Il convient de noter que l’axe de la moumanaa – le Hezbollah et ses alliés – bloquent l’échéance présidentielle pour servir des agendas externes et régionaux. Son objectif est de profiter de la vacance présidentielle pour récupérer ce qu’il a perdu à Taëf en capitalisant sur le nouvel équilibre des forces. En d’autres termes, cette faction cherche à modifier le système, la structure et la composition du pays afin de sécuriser davantage de pouvoirs, faisant fi de la détérioration qui en résulte et qui pourrait conduire à l’effondrement de l’État.

D’ailleurs, la visite de M. Le Drian est un dernier avertissement avant le potentiel effondrement total du Liban. L’appel au dialogue lancé par M. Berry a constitué un point de discorde majeur. Toutefois, le diplomate français a noté une souplesse dans la position du chef du Parlement, qui a évoqué des concertations plutôt qu’un dialogue, se ralliant ainsi à l’initiative du bloc parlementaire de la Modération nationale.

En réponse, l’opposition a demandé à M. Le Drian de veiller à ce que le discours tenu par M. Berry soit traduit en action. De son côté, le chef des Forces libanaises, Samir Geagea, a exprimé sa "prudence" face au changement de position de M. Berry. Il a ainsi rappelé que le chef du Parlement s’était déjà prononcé en faveur de l’initiative de la Modération nationale, avant de revenir rapidement sur sa position, lorsque l’opposition l’a appuyée.

Pour l’opposition, le retrait de la candidature de Sleiman Frangié est considéré comme une étape cruciale vers une avancée dans le dossier de la présidentielle, tout comme le rejet du dialogue en tant que condition préalable à l’élection présidentielle et l’élection d’un président qui soit accepté par toutes les parties à partir d’une liste restreinte de candidats.

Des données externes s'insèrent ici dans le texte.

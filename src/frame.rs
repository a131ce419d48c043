//! # IEEE 802.15.4 Frames
//!
//! Firmware-side helpers around the radio's frame buffer. The radio itself
//! only looks at a handful of header bits; this module builds and parses
//! complete MAC headers so tests, scenario scripts and the CLI can talk in
//! frames instead of byte arrays.
//!
//! ```text
//! | FCF (2) | DSN (1) | dst PAN (0/2) | dst addr (0/2/8) | src PAN (0/2) | src addr (0/2/8) | payload | FCS (2) |
//! ```
//!
//! Multi-byte fields are little endian on the air.

use crate::constants::PHY_LENGTH_MASK;
use crate::error::RadioError;
use crate::radio::crc::Crc16;
use crate::radio::filter::AddressingMode;

/// Largest PSDU including the FCS
pub const MAX_PSDU_LEN: usize = PHY_LENGTH_MASK as usize;

/// Frame type, FCF bits 0..2
#[derive(Debug, Clone, Copy, PartialEq, Eq)]
pub enum FrameType {
    Beacon,
    Data,
    Ack,
    MacCommand,
    Reserved(u8),
}

impl FrameType {
    pub fn from_bits(bits: u8) -> Self {
        match bits & 0x07 {
            0 => FrameType::Beacon,
            1 => FrameType::Data,
            2 => FrameType::Ack,
            3 => FrameType::MacCommand,
            other => FrameType::Reserved(other),
        }
    }

    pub fn bits(self) -> u8 {
        match self {
            FrameType::Beacon => 0,
            FrameType::Data => 1,
            FrameType::Ack => 2,
            FrameType::MacCommand => 3,
            FrameType::Reserved(bits) => bits & 0x07,
        }
    }

    pub fn name(self) -> &'static str {
        match self {
            FrameType::Beacon => "beacon",
            FrameType::Data => "data",
            FrameType::Ack => "ack",
            FrameType::MacCommand => "command",
            FrameType::Reserved(_) => "reserved",
        }
    }
}

fn mode_bits(mode: AddressingMode) -> u8 {
    match mode {
        AddressingMode::None => 0,
        AddressingMode::Reserved => 1,
        AddressingMode::Short => 2,
        AddressingMode::Long => 3,
    }
}

/// Decoded frame control field
#[derive(Debug, Clone, Copy, PartialEq, Eq)]
pub struct FrameControl {
    pub frame_type: FrameType,
    pub security: bool,
    pub frame_pending: bool,
    pub ack_request: bool,
    pub pan_id_compression: bool,
    pub dst_mode: AddressingMode,
    pub frame_version: u8,
    pub src_mode: AddressingMode,
}

impl FrameControl {
    /// Decode the two FCF octets as they appear on the air
    pub fn from_bytes(bytes: [u8; 2]) -> Self {
        let [low, high] = bytes;
        Self {
            frame_type: FrameType::from_bits(low),
            security: low & 0x08 != 0,
            frame_pending: low & 0x10 != 0,
            ack_request: low & 0x20 != 0,
            pan_id_compression: low & 0x40 != 0,
            dst_mode: AddressingMode::destination(high),
            frame_version: (high >> 4) & 0x03,
            src_mode: AddressingMode::destination(high >> 4),
        }
    }

    pub fn to_bytes(&self) -> [u8; 2] {
        let mut low = self.frame_type.bits();
        if self.security {
            low |= 0x08;
        }
        if self.frame_pending {
            low |= 0x10;
        }
        if self.ack_request {
            low |= 0x20;
        }
        if self.pan_id_compression {
            low |= 0x40;
        }
        let high = (mode_bits(self.dst_mode) << 2)
            | ((self.frame_version & 0x03) << 4)
            | (mode_bits(self.src_mode) << 6);
        [low, high]
    }
}

/// A MAC address field
#[derive(Debug, Clone, Copy, PartialEq, Eq, Default)]
pub enum Address {
    #[default]
    None,
    Short(u16),
    Long(u64),
}

impl Address {
    pub fn mode(&self) -> AddressingMode {
        match self {
            Address::None => AddressingMode::None,
            Address::Short(_) => AddressingMode::Short,
            Address::Long(_) => AddressingMode::Long,
        }
    }

    fn write(&self, out: &mut Vec<u8>) {
        match self {
            Address::None => {}
            Address::Short(addr) => out.extend_from_slice(&addr.to_le_bytes()),
            Address::Long(addr) => out.extend_from_slice(&addr.to_le_bytes()),
        }
    }
}

impl std::fmt::Display for Address {
    fn fmt(&self, f: &mut std::fmt::Formatter<'_>) -> std::fmt::Result {
        match self {
            Address::None => write!(f, "-"),
            Address::Short(addr) => write!(f, "0x{addr:04X}"),
            Address::Long(addr) => write!(f, "{addr:016X}"),
        }
    }
}

/// Builder for outgoing frames
///
/// # Examples
/// ```rust
/// use rfa1_radio::frame::{Address, FrameBuilder};
///
/// let psdu = FrameBuilder::data(0x2A)
///     .ack_request(true)
///     .destination(0xABCD, Address::Short(0x0002))
///     .source(0xABCD, Address::Short(0x0001))
///     .payload(&[0xDE, 0xAD])
///     .build()
///     .unwrap();
/// assert_eq!(&psdu[..3], &[0x61, 0x88, 0x2A]);
/// ```
#[derive(Debug, Clone)]
pub struct FrameBuilder {
    frame_type: FrameType,
    dsn: u8,
    ack_request: bool,
    frame_pending: bool,
    dst_pan: Option<u16>,
    dst: Address,
    src_pan: Option<u16>,
    src: Address,
    payload: Vec<u8>,
}

impl FrameBuilder {
    pub fn new(frame_type: FrameType, dsn: u8) -> Self {
        Self {
            frame_type,
            dsn,
            ack_request: false,
            frame_pending: false,
            dst_pan: None,
            dst: Address::None,
            src_pan: None,
            src: Address::None,
            payload: Vec::new(),
        }
    }

    pub fn data(dsn: u8) -> Self {
        Self::new(FrameType::Data, dsn)
    }

    /// Immediate acknowledgment for `dsn`
    pub fn ack(dsn: u8) -> Self {
        Self::new(FrameType::Ack, dsn)
    }

    pub fn ack_request(mut self, on: bool) -> Self {
        self.ack_request = on;
        self
    }

    pub fn frame_pending(mut self, on: bool) -> Self {
        self.frame_pending = on;
        self
    }

    pub fn destination(mut self, pan_id: u16, addr: Address) -> Self {
        self.dst_pan = Some(pan_id);
        self.dst = addr;
        self
    }

    pub fn source(mut self, pan_id: u16, addr: Address) -> Self {
        self.src_pan = Some(pan_id);
        self.src = addr;
        self
    }

    pub fn payload(mut self, payload: &[u8]) -> Self {
        self.payload = payload.to_vec();
        self
    }

    pub fn frame_control(&self) -> FrameControl {
        let dst_mode = self.dst.mode();
        let src_mode = self.src.mode();
        let compress = dst_mode != AddressingMode::None
            && src_mode != AddressingMode::None
            && self.dst_pan == self.src_pan;
        FrameControl {
            frame_type: self.frame_type,
            security: false,
            frame_pending: self.frame_pending,
            ack_request: self.ack_request,
            pan_id_compression: compress,
            dst_mode,
            frame_version: 0,
            src_mode,
        }
    }

    /// MAC header and payload, without the FCS
    pub fn build(&self) -> Result<Vec<u8>, RadioError> {
        let fc = self.frame_control();
        let mut psdu = Vec::with_capacity(MAX_PSDU_LEN);
        psdu.extend_from_slice(&fc.to_bytes());
        psdu.push(self.dsn);

        if fc.dst_mode != AddressingMode::None {
            psdu.extend_from_slice(&self.dst_pan.unwrap_or(0xFFFF).to_le_bytes());
            self.dst.write(&mut psdu);
        }
        if fc.src_mode != AddressingMode::None {
            if !fc.pan_id_compression {
                psdu.extend_from_slice(&self.src_pan.unwrap_or(0xFFFF).to_le_bytes());
            }
            self.src.write(&mut psdu);
        }
        psdu.extend_from_slice(&self.payload);

        if psdu.len() + 2 > MAX_PSDU_LEN {
            return Err(RadioError::FrameTooLong(psdu.len() + 2));
        }
        Ok(psdu)
    }

    /// Frame buffer image as firmware writes it: PHY length, PSDU, and two
    /// placeholder FCS octets that the radio replaces on the air
    pub fn buffer_image(&self) -> Result<Vec<u8>, RadioError> {
        let psdu = self.build()?;
        let mut image = Vec::with_capacity(psdu.len() + 3);
        image.push((psdu.len() + 2) as u8);
        image.extend_from_slice(&psdu);
        image.extend_from_slice(&[0, 0]);
        Ok(image)
    }
}

/// A frame read back from the receive frame buffer
#[derive(Debug, Clone, PartialEq)]
pub struct ReceivedFrame {
    pub control: FrameControl,
    pub dsn: u8,
    pub dst_pan: Option<u16>,
    pub dst: Address,
    pub src_pan: Option<u16>,
    pub src: Address,
    pub payload: Vec<u8>,
    /// FCS octets as received
    pub fcs: [u8; 2],
    pub lqi: u8,
    /// FCS recomputed over the PSDU matches
    pub crc_valid: bool,
}

struct Cursor<'a> {
    data: &'a [u8],
    pos: usize,
}

impl<'a> Cursor<'a> {
    fn take(&mut self, n: usize) -> Result<&'a [u8], RadioError> {
        let end = self.pos + n;
        let slice = self.data.get(self.pos..end).ok_or_else(|| {
            RadioError::MalformedFrame(format!("header truncated at byte {}", self.pos))
        })?;
        self.pos = end;
        Ok(slice)
    }

    fn u16(&mut self) -> Result<u16, RadioError> {
        let b = self.take(2)?;
        Ok(u16::from_le_bytes([b[0], b[1]]))
    }

    fn address(&mut self, mode: AddressingMode) -> Result<Address, RadioError> {
        match mode {
            AddressingMode::None => Ok(Address::None),
            AddressingMode::Short => Ok(Address::Short(self.u16()?)),
            AddressingMode::Long => {
                let mut bytes = [0u8; 8];
                bytes.copy_from_slice(self.take(8)?);
                Ok(Address::Long(u64::from_le_bytes(bytes)))
            }
            AddressingMode::Reserved => Err(RadioError::MalformedFrame(
                "reserved addressing mode".to_string(),
            )),
        }
    }
}

impl ReceivedFrame {
    /// Parse a receive frame buffer
    ///
    /// `buffer` starts at `TRXFBST`: the PSDU of `length` octets (FCS
    /// included), then the link quality byte.
    pub fn from_buffer(length: u8, buffer: &[u8]) -> Result<Self, RadioError> {
        let length = (length & PHY_LENGTH_MASK) as usize;
        if length < 5 {
            return Err(RadioError::MalformedFrame(format!(
                "length {length} too short for a MAC frame"
            )));
        }
        if buffer.len() < length + 1 {
            return Err(RadioError::MalformedFrame(format!(
                "buffer of {} bytes cannot hold length {length}",
                buffer.len()
            )));
        }

        let psdu = &buffer[..length - 2];
        let fcs = [buffer[length - 2], buffer[length - 1]];
        let lqi = buffer[length];
        let crc_valid = Crc16::compute(psdu) == Crc16::from_wire(fcs[0], fcs[1]);

        let mut cursor = Cursor { data: psdu, pos: 0 };
        let fcf = cursor.take(2)?;
        let control = FrameControl::from_bytes([fcf[0], fcf[1]]);
        let dsn = cursor.take(1)?[0];

        let mut dst_pan = None;
        if control.dst_mode != AddressingMode::None {
            dst_pan = Some(cursor.u16()?);
        }
        let dst = cursor.address(control.dst_mode)?;

        let mut src_pan = None;
        if control.src_mode != AddressingMode::None {
            src_pan = if control.pan_id_compression {
                dst_pan
            } else {
                Some(cursor.u16()?)
            };
        }
        let src = cursor.address(control.src_mode)?;

        Ok(Self {
            control,
            dsn,
            dst_pan,
            dst,
            src_pan,
            src,
            payload: psdu[cursor.pos..].to_vec(),
            fcs,
            lqi,
            crc_valid,
        })
    }
}

#[cfg(test)]
mod tests {
    use super::*;

    fn sample() -> FrameBuilder {
        FrameBuilder::data(0x2A)
            .ack_request(true)
            .destination(0xABCD, Address::Short(0x0002))
            .source(0xABCD, Address::Short(0x0001))
            .payload(&[0xDE, 0xAD])
    }

    /// PSDU + FCS + LQI, as the receiver leaves it
    fn rx_buffer(psdu: &[u8], lqi: u8) -> Vec<u8> {
        let mut crc = Crc16::new();
        psdu.iter().for_each(|&b| crc.push(b));
        let mut buffer = psdu.to_vec();
        buffer.extend_from_slice(&crc.wire_bytes());
        buffer.push(lqi);
        buffer
    }

    #[test]
    fn test_build_short_addressed_data_frame() {
        let psdu = sample().build().unwrap();
        assert_eq!(
            psdu,
            vec![0x61, 0x88, 0x2A, 0xCD, 0xAB, 0x02, 0x00, 0x01, 0x00, 0xDE, 0xAD]
        );
    }

    #[test]
    fn test_buffer_image_has_length_and_placeholders() {
        let image = sample().buffer_image().unwrap();
        assert_eq!(image[0], 13);
        assert_eq!(image.len(), 14);
        assert_eq!(&image[12..], &[0, 0]);
    }

    #[test]
    fn test_no_compression_across_pans() {
        let psdu = FrameBuilder::data(1)
            .destination(0x1111, Address::Short(0x0002))
            .source(0x2222, Address::Long(0x0102030405060708))
            .build()
            .unwrap();
        let fc = FrameControl::from_bytes([psdu[0], psdu[1]]);
        assert!(!fc.pan_id_compression);
        assert_eq!(fc.src_mode, AddressingMode::Long);
        assert_eq!(psdu.len(), 3 + 4 + 2 + 8);
    }

    #[test]
    fn test_ack_frame() {
        let psdu = FrameBuilder::ack(0x2A).build().unwrap();
        assert_eq!(psdu, vec![0x02, 0x00, 0x2A]);
    }

    #[test]
    fn test_too_long() {
        let err = FrameBuilder::data(0).payload(&[0u8; 123]).build().unwrap_err();
        assert!(matches!(err, RadioError::FrameTooLong(128)));
        assert!(FrameBuilder::data(0).payload(&[0u8; 122]).build().is_ok());
    }

    #[test]
    fn test_frame_control_bits() {
        let fc = FrameControl::from_bytes([0x61, 0x88]);
        assert_eq!(fc.frame_type, FrameType::Data);
        assert!(fc.ack_request);
        assert!(fc.pan_id_compression);
        assert!(!fc.security);
        assert_eq!(fc.dst_mode, AddressingMode::Short);
        assert_eq!(fc.src_mode, AddressingMode::Short);
        assert_eq!(fc.to_bytes(), [0x61, 0x88]);
        assert_eq!(FrameType::from_bits(0x05), FrameType::Reserved(5));
    }

    #[test]
    fn test_parse_received_frame() {
        let psdu = sample().build().unwrap();
        let buffer = rx_buffer(&psdu, 0xE5);
        let frame = ReceivedFrame::from_buffer(psdu.len() as u8 + 2, &buffer).unwrap();

        assert!(frame.crc_valid);
        assert_eq!(frame.dsn, 0x2A);
        assert_eq!(frame.dst_pan, Some(0xABCD));
        assert_eq!(frame.dst, Address::Short(2));
        assert_eq!(frame.src_pan, Some(0xABCD));
        assert_eq!(frame.src, Address::Short(1));
        assert_eq!(frame.payload, vec![0xDE, 0xAD]);
        assert_eq!(frame.lqi, 0xE5);
    }

    #[test]
    fn test_parse_detects_bad_fcs() {
        let psdu = sample().build().unwrap();
        let mut buffer = rx_buffer(&psdu, 0x40);
        buffer[9] ^= 0xFF;
        let frame = ReceivedFrame::from_buffer(psdu.len() as u8 + 2, &buffer).unwrap();
        assert!(!frame.crc_valid);
    }

    #[test]
    fn test_parse_ack() {
        let buffer = rx_buffer(&[0x02, 0x00, 0x07], 0x80);
        let frame = ReceivedFrame::from_buffer(5, &buffer).unwrap();
        assert_eq!(frame.control.frame_type, FrameType::Ack);
        assert_eq!(frame.dst, Address::None);
        assert!(frame.payload.is_empty());
        assert!(frame.crc_valid);
    }

    #[test]
    fn test_parse_rejects_truncated() {
        assert!(ReceivedFrame::from_buffer(3, &[0; 10]).is_err());
        assert!(ReceivedFrame::from_buffer(20, &[0; 10]).is_err());
        // Long destination claimed but only 2 header bytes follow the DSN
        let buffer = rx_buffer(&[0x41, 0x0C, 0x01, 0xCD, 0xAB], 0);
        assert!(matches!(
            ReceivedFrame::from_buffer(7, &buffer),
            Err(RadioError::MalformedFrame(_))
        ));
    }
}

En revendiquant une prétendue victoire à Gaza, le camp dirigé par le Hezbollah chercherait à exploiter cette victoire au niveau local et régional, sous prétexte d’avoir "vaincu" une grande puissance régionale et une armée réputée pour être invincible.

Il n’en reste pas moins que dans les cercles politiques proches du Hezbollah, on souligne que la position de la formation pro-iranienne sera influencée par le résultat des élections américaines. Et pour cause, puisqu’une éventuelle élection de Donald Trump pousserait le Hezbollah à renoncer à la candidature de Sleiman Frangié et à accepter un règlement conforme aux conditions américaines. En revanche, si Joe Biden est réélu, la formation pro-iranienne poursuivra ses confrontations, durcira ses positions et reportera l’élection présidentielle.